◆ WHAT IS BEING ASKED
Output only the lines from the one holding "the current time" to the end of the data below, please, copied exactly.

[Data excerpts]

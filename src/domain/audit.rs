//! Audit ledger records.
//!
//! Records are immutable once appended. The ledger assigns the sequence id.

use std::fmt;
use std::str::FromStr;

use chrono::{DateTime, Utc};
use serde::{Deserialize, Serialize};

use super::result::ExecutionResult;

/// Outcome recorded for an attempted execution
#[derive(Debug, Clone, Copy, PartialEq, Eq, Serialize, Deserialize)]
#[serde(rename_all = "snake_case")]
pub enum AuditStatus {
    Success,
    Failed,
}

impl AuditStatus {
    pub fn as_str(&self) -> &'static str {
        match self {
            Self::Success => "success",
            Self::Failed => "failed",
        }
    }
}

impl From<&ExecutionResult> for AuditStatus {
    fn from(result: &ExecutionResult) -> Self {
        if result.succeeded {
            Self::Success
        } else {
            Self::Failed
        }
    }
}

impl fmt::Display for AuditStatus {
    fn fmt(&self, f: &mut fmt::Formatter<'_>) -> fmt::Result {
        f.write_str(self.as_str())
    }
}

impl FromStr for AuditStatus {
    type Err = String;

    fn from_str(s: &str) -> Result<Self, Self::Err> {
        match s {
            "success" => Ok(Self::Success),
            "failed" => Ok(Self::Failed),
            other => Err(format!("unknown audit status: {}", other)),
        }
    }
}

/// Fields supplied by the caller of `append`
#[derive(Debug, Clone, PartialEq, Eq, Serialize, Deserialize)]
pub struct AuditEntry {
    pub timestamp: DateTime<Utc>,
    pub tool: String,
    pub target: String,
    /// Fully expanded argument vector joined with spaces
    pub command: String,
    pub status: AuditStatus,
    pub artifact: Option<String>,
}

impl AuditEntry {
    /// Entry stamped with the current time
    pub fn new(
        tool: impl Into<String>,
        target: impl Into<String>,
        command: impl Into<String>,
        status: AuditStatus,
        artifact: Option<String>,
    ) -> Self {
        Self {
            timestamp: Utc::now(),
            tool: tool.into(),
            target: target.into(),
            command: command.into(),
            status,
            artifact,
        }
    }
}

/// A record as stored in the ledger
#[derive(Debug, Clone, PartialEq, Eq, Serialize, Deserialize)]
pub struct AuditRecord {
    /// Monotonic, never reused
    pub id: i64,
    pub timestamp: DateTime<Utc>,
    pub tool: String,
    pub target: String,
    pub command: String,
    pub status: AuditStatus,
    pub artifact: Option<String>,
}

◆ SOLVED PROBLEM
    /// Entry stamped with the current time
    pub fn new(
        tool: impl Into<String>,
        target: impl Into<String>,
        command: impl Into<String>,
        status: AuditStatus,
        artifact: Option<String>,
    ) -> Self {
        Self {
            timestamp: Utc::now(),
            tool: tool.into(),
            target: target.into(),
            command: command.into(),
            status,
            artifact,
        }
    }
}

/// A record as stored in the ledger
#[derive(Debug, Clone, PartialEq, Eq, Serialize, Deserialize)]
pub struct AuditRecord {
    /// Monotonic, never reused
    pub id: i64,
    pub timestamp: DateTime<Utc>,
    pub tool: String,
    pub target: String,
    pub command: String,
    pub status: AuditStatus,
    pub artifact: Option<String>,
}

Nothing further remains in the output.